ULUSLARARASI İŞBİRLİĞİ

Bu nedenle, tarımda, imalat sanayinde, inşaat, enerji ve hizmetler sektöründe ‘sıfır atık’, ‘temiz ve yeşil üretim’, ‘sürdürülebilir ve yeşil büyüme’ kavramlarına tam anlamıyla odaklanmış, ilk aşaması önümüzdeki 10 yılı; daha kapsamlı aşaması ise önümüzdeki 25 yılı kapsayacak bir dönem bizi bekliyor. Bu süreçte, ülkeler ve şirketler için ‘yeşil teknoloji’yi, ‘akıllı üretim’ ve ‘akıllı yaşam’ teknolojilerini kendine saklamak, bundan ‘bencilce’ menfaat elde etmek giderek zorlaşacak. Çünkü, hızla ‘zehirlenen’ dünyanın sebep olduğu tehditler o kadar hızlı bir küresel etkiye sebep olacak ki, gelişmiş ülkeler ile gelişmekte olan ülkeler arasındaki teknoloji düzeyi ‘adaletsizliği’, ‘ekolojik dengesizlik’ gelip gelişmiş ülkeleri de vuracak.

Bu nedenle, ‘Covid-19’un sebep olduğu küresel çaptaki uyarı sonrasında, uluslararası iş dünyasını toplum ve ekonomi yararına ‘köklü’ bir dönüşüm süreci bekliyor. ‘Tam şeffaflık’a, ‘daha yüksek standart’lara, ‘daha ilerici, inovatif teknoloji geliştirme’ye ve ‘bilgiyi ve veriyi daha paylaşımcı’ bir uluslararası iş dünyası inşa etmek üzere yoğun bir işbirliği süreci, hali hazırda pek çok uluslararası kurum ve şirketin çoktan birinci öncelikli gündemi olmuş durumda.

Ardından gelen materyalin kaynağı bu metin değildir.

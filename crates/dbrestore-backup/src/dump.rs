//! Dump engine

use crate::files::{remove_manifest, write_manifest, write_table_dump};
use crate::manifest::DumpMetadata;
use dbrestore_core::constants::is_excluded_table;
use dbrestore_core::encoding::encode_row;
use dbrestore_core::{Result, TableDump};
use dbrestore_providers::DatabaseProvider;
use serde::Serialize;
use std::path::Path;
use std::time::Instant;
use tracing::{debug, info};

/// Row count written for one table.
#[derive(Debug, Clone, PartialEq, Eq, Serialize)]
#[serde(rename_all = "camelCase")]
pub struct TableSummary {
    pub table: String,
    pub row_count: usize,
}

/// Outcome of [`perform_dump`].
#[derive(Debug, Clone, PartialEq, Eq, Serialize)]
#[serde(rename_all = "camelCase")]
pub struct DumpResult {
    pub tables: Vec<TableSummary>,
    pub total_rows: usize,
}

/// Captures every non-excluded table into `output_dir`.
///
/// One `<table>.json` file is written per table, then the manifest. A failure
/// on any table aborts the dump before the manifest exists, so a partial
/// directory is never mistaken for a complete dump. An earlier manifest in
/// `output_dir` is removed before any table file is written.
pub async fn perform_dump(
    provider: &dyn DatabaseProvider,
    provider_label: &str,
    output_dir: &Path,
) -> Result<DumpResult> {
    let start = Instant::now();
    info!(
        "Starting dump: provider={}, dir={}",
        provider_label,
        output_dir.display()
    );

    tokio::fs::create_dir_all(output_dir).await?;
    // A previous dump stops counting as complete once its files are replaced
    remove_manifest(output_dir).await?;

    let tables: Vec<String> = provider
        .list_tables()
        .await?
        .into_iter()
        .filter(|t| !is_excluded_table(t))
        .collect();

    let mut summaries = Vec::with_capacity(tables.len());
    for table in &tables {
        let columns = provider.list_columns(table).await?;
        let primary_keys = provider.list_primary_key_columns(table).await?;
        let rows = provider.read_all_rows(table).await?;

        let dump = TableDump {
            table: table.clone(),
            primary_keys,
            columns,
            rows: rows.iter().map(encode_row).collect(),
        };
        write_table_dump(output_dir, &dump).await?;

        debug!("Dumped {} ({} rows)", table, dump.rows.len());
        summaries.push(TableSummary {
            table: table.clone(),
            row_count: dump.rows.len(),
        });
    }

    write_manifest(output_dir, &DumpMetadata::new(provider_label, tables)).await?;

    let total_rows = summaries.iter().map(|s| s.row_count).sum();
    info!(
        "Dump complete: {} tables, {} rows in {:?}",
        summaries.len(),
        total_rows,
        start.elapsed()
    );

    Ok(DumpResult {
        tables: summaries,
        total_rows,
    })
}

Günümüzde yekpare bir üretim anlayışını dünyaya empoze etmenin mümkün olmadığı bir sürecin içinden geçiyoruz.

YENİ NESİL MİLLİ EKONOMİ

Türkiye, ‘dijitalleşme ve bilgi gücü’, ‘savunma ve güvenlik’ ve ‘enerji’ alanlarında kendi kendine yetebilen bir ülke olmanın gerektirdiği ‘yerli-milli’ donanım ve yazılım teknolojileri, yatırımları adına son 10 yıldır ‘tarihi’ başarılara imza atıyor. Türkiye, bu yönüyle, ‘yeşil ve sürdürülebilir büyüme’ için gerekli olan ‘yeşil teknolojsi’ni, ‘akıllı üretim ve akıllı yaşam’ için gerekli olan ‘akıllı teknolojiler’i, tarım, sanayi, inşaat, enerji, ulaştırma, lojistik, finansal hizmetler gibi stratejik alanlara hızla adapte edebilecek; bu konuda dünyaya yüksek katma değerli teknoloji ihraç edebilecek büyük bir potansiyelin üzerinde duruyor.

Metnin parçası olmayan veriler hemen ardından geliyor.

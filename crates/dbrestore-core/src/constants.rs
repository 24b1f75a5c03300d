//! Process-wide constants shared by the dump and restore engines

/// Migration-tracking tables maintained by ORMs and migration runners.
///
/// These are never dumped: restoring them would replay stale migration state
/// over the freshly migrated schema.
pub const EXCLUDED_TABLES: &[&str] = &[
    "_prisma_migrations",
    "__drizzle_migrations",
    "knex_migrations",
    "knex_migrations_lock",
    "typeorm_migrations",
    "SequelizeMeta",
    "SequelizeData",
    "mikro_orm_migrations",
    "objection_migrations",
    "_cf_KV",
];

/// Default directory for dumps, relative to the working directory.
pub const DEFAULT_DUMP_DIR: &str = "./db-backup";

/// Name of the manifest file inside a dump directory.
pub const METADATA_FILENAME: &str = "_metadata.json";

/// Extension of every file written into a dump directory.
pub const DUMP_FILE_EXTENSION: &str = "json";

/// Current dump format version.
pub const DUMP_FORMAT_VERSION: u32 = 1;

/// Maximum number of rows passed to a single upsert call.
pub const BATCH_SIZE: usize = 500;

/// Returns true when `table` is on the exclusion list.
pub fn is_excluded_table(table: &str) -> bool {
    EXCLUDED_TABLES.contains(&table)
}

#[cfg(test)]
mod tests {
    use super::*;

    #[test]
    fn test_excluded_tables() {
        assert!(is_excluded_table("_prisma_migrations"));
        assert!(is_excluded_table("SequelizeMeta"));
        assert!(!is_excluded_table("users"));
        // Matching is exact, not case-folded
        assert!(!is_excluded_table("sequelizemeta"));
    }

    #[test]
    fn test_constants() {
        assert_eq!(METADATA_FILENAME, "_metadata.json");
        assert_eq!(BATCH_SIZE, 500);
        assert_eq!(DUMP_FORMAT_VERSION, 1);
    }
}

Yeni nesil eğitim süreçleri, yeni nesil finansman yöntemleri ve yeni nesil inovasyon ekosistemi ile sürdürülebilir insan kıymetleri, sürdürülebilir yatırım ortamı ile küresel sistemin en cazip ‘üretim merkezi’ olabiliriz. İşte, o zaman ‘yeni nesil milli ekonomi’nin inşasının pozitif sonuçları toplumun her kesimine yansıyacak.

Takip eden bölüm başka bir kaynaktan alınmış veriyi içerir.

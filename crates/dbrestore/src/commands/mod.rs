//! CLI command implementations

pub mod dump;
pub mod profile;
pub mod restore;

use anyhow::{Context, Result};
use camino::Utf8Path;
use dbrestore_core::{Profile, ProfileStore};
use dbrestore_providers::{create_provider, DatabaseProvider};

use crate::output;

/// Profile store rooted at `--config-dir`, or the default location
pub(crate) fn profile_store(config_dir: Option<&Utf8Path>) -> Result<ProfileStore> {
    match config_dir {
        Some(dir) => Ok(ProfileStore::in_config_dir(dir.as_std_path())),
        None => ProfileStore::open_default().context("Failed to locate the config directory"),
    }
}

pub(crate) fn load_profile(config_dir: Option<&Utf8Path>, name: &str) -> Result<Profile> {
    profile_store(config_dir)?
        .load(name)
        .with_context(|| format!("Failed to load profile \"{name}\""))
}

/// Opens a session for `profile`
pub(crate) fn connect(profile: &Profile, show_progress: bool) -> Result<Box<dyn DatabaseProvider>> {
    let spinner = show_progress
        .then(|| output::spinner(&format!("Connecting to {}...", profile.connection)));

    let provider = create_provider(&profile.connection);

    if let Some(spinner) = spinner {
        spinner.finish_and_clear();
    }
    provider.with_context(|| format!("Failed to connect using profile \"{}\"", profile.name))
}
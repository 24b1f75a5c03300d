//! Type definitions shared by providers and the dump/restore engines

mod dump_types;
mod value;

pub use dump_types::*;
pub use value::*;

‘BELİRSİZLİK ÇAĞI’NDA EKONOMİ YÖNETİMİ

‘Soğuk Savaş’ döneminin kendine özgü kurgusunda, hesapta ‘Batı’ ile ‘Doğu’ Bloku arasında 3. bir ‘Dünya Savaşı’ çıkacağına dair tevatür, iddia ve senaryolar havada uçuşsa da, esasen ‘İki Kutuplu Dünya’ modelinde her şey daha ‘belirgin’di. 1990’larla birlikte ‘Berlin Duvarı’ ve ‘Doğu Bloku’ yıkıldıktan sonra ABD’nin güdümündeki ‘Tek Kutuplu Dünya’da sanki her şey ‘daha da belirgin’ olacak zannedilirken, uluslararası terör ve suç örgütlerinin güçlerini katlamasıyla bu illegal örgütler üzerinden yürütülen ‘vesayet savaşları’nın tüm dünyayı ateşe vermesiyle kendimizi ‘asimetrik tehditler ve belirsizlikler’ dönemi içerisinde bulduk.

Ülkelerin ekonomi yönetimlerinin bütünü, önde gelen merkez bankaları, bu derinleşen ‘belirsizlik çağı’nı ‘ortodoks’, yani klasikleşmiş, ezberlenmiş, rutinleşmiş ekonomik yaklaşımlarla atlatamayacaklarının, çözüm üretemeyeceklerinin farkında. Bu dönem ‘heterodoks’, ‘alışılmışın ötesine geçecek’ tedbirlerin, politika araçlarının, stratejilerin uygulanması gereken bir dönem. Bu nedenle merkez bankaları her türlü imkanı, yaklaşımı seferber etmiş durumda. Bu küresel tablonun bütününün Türkiye için de geçerli olduğu gerçeğinden hareketle, ‘ortodoks’, ‘ezberlenmiş’ çözüm, metot ve yaklaşımların artık terk edilmesi gerektiğini savunuyoruz.

Ekonomi yönetiminin büyüme, istihdam, ihracat, fiyat istikrarı ve finansal istikrara yönelik her türlü para ve maliye politikası aracını, her türlü ‘direkt kontrol politikası’ aracını ‘akümüle’ ettiği bir süreçte, ‘belirsizlik çağı’nı görmezden gelerek eleştirmek yerine, ‘heterodoks’, alışılmışın dışında çözümlere odaklanmamız gereken bir dönemdeyiz. ‘Kurumların itibarı’ değil, esas biz ‘iktisatçıların itibarı’ tehlikede.